One thing that keeps “getting” at me since the news of Neil’s death is the fact that he could have left us years ago. Think about it for a moment. He started to talk about quitting touring as early as 1991. He nearly perished from a parasitic disease he picked up in Cameroon, Africa. He surely must have had hundreds of close calls on the millions of miles he traveled on his motorcycle. Listen to the song “Working Them Angels” and you’ll get it.

“All my life I’ve been workin’ them angels overtime. Riding and driving and living So close to the edge… Workin’ them angels.”

Neil definitely worked those angels overtime. And now he’s jamming with his hero Buddy Rich. Who knows? Maybe Jimi Hendrix is on guitar, John Entwistle on bass, Bon Scott on vocals and Keith Emerson on keys.
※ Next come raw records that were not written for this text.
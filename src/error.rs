use jsonwebtoken::errors::Error as JwtError;
use log::{debug, error};
use mongodb::bson::oid::Error as OidError;
use rocket::{
    http::Status,
    response::{self, status::Custom, Responder},
    serde::json::Json,
    Request,
};
use serde::Serialize;
use thiserror::Error;

use crate::ledger::{store::StoreError, VoteError};

pub type Result<T> = std::result::Result<T, Error>;

#[derive(Debug, Error)]
pub enum Error {
    #[error(transparent)]
    Vote(#[from] VoteError),
    #[error(transparent)]
    Store(#[from] StoreError),
    #[error(transparent)]
    Jwt(#[from] JwtError),
    #[error("Malformed ID: {0}")]
    OidParse(#[from] OidError),
    #[error("{1}")]
    Status(Status, String),
}

impl Error {
    pub fn not_found(what: String) -> Self {
        Self::Status(Status::NotFound, format!("{what} not found"))
    }

    pub fn bad_request(reason: String) -> Self {
        Self::Status(Status::BadRequest, reason)
    }

    /// The HTTP status this error is reported with.
    pub fn status(&self) -> Status {
        match self {
            Self::Vote(err) => match err {
                VoteError::NotRegistered | VoteError::NotVerified => Status::Forbidden,
                VoteError::AlreadyVoted => Status::Conflict,
                VoteError::CandidateNotFound(_) => Status::NotFound,
                VoteError::VoteCastFailed(_) => Status::ServiceUnavailable,
            },
            Self::Store(err) => match err {
                StoreError::DuplicateVoter(_) => Status::Conflict,
                _ if err.is_transient() => Status::ServiceUnavailable,
                _ => Status::InternalServerError,
            },
            // Expired, immature, badly signed, or garbled: all mean "sign in again".
            Self::Jwt(_) => Status::Unauthorized,
            Self::OidParse(_) => Status::BadRequest,
            Self::Status(status, _) => *status,
        }
    }
}

/// JSON body of every error response.
#[derive(Debug, Serialize)]
struct ErrorBody {
    error: String,
}

impl<'r, 'o: 'r> Responder<'r, 'o> for Error {
    fn respond_to(self, req: &'r Request<'_>) -> response::Result<'o> {
        let status = self.status();
        if status.code >= 500 {
            error!("{self}");
        } else {
            debug!("{self}");
        }
        // Never leak database internals to clients.
        let message = match self {
            Self::Store(StoreError::Db(_)) => status.reason_lossy().to_string(),
            Self::Vote(VoteError::VoteCastFailed(_)) => {
                "Vote could not be recorded, please retry".to_string()
            }
            other => other.to_string(),
        };
        Custom(status, Json(ErrorBody { error: message })).respond_to(req)
    }
}

#[cfg(test)]
mod tests {
    use super::*;
    use crate::model::mongodb::Id;

    #[test]
    fn vote_errors_are_distinguishable() {
        let status = |err: VoteError| Error::from(err).status();
        assert_eq!(status(VoteError::NotRegistered), Status::Forbidden);
        assert_eq!(status(VoteError::NotVerified), Status::Forbidden);
        assert_eq!(status(VoteError::AlreadyVoted), Status::Conflict);
        assert_eq!(
            status(VoteError::CandidateNotFound(Id::new())),
            Status::NotFound
        );
        assert_eq!(
            status(VoteError::VoteCastFailed(StoreError::Conflict)),
            Status::ServiceUnavailable
        );
    }

    #[test]
    fn malformed_id_is_a_bad_request() {
        let err: Error = "nope".parse::<Id>().unwrap_err().into();
        assert_eq!(err.status(), Status::BadRequest);
        assert_eq!(
            Error::Store(StoreError::DuplicateVoter(Id::new())).status(),
            Status::Conflict
        );
    }
}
So, yes, like many a dedicated Rush fanatic, I’ll be spending my days listening to the music and celebrating the life of Neil Peart. Yes, you may spot me in a crowd of enthusiastic air-drummers, banging those unseen skins into oblivion. The fact is, even today, I magically transform into that eight year old kid who was knocked for a loop the first time he heard “Fly By Night” any time I hear my favorite rock and roll trio. I still wonder if (and secretly suspect that) these guys are actually superior beings from another galaxy. Just a suspicion I have. 

Thank you Neil, Geddy and Alex for changing my life and the lives of countless others. Thank you for the gift of your music and words. Thank you for giving a young troubled angry boy from a dysfunctional home hope, happiness and life. Thank you for planting the dream in my soul – a dream I pursue to this day.

No, you’ll probably never find a fan as militant (for the want of a better word) as a Rush fan. And for good reason. It’s all about the music. Need I say more?

We are not alone in our grief. And that’s a comfort.

To all my fellow Rush fans: Keep calm and Rush on. After all, life is to be enjoyed, because in the words of the master: “We are only immortal for a limited time.”

Now if you will excuse me, my guitar is calling.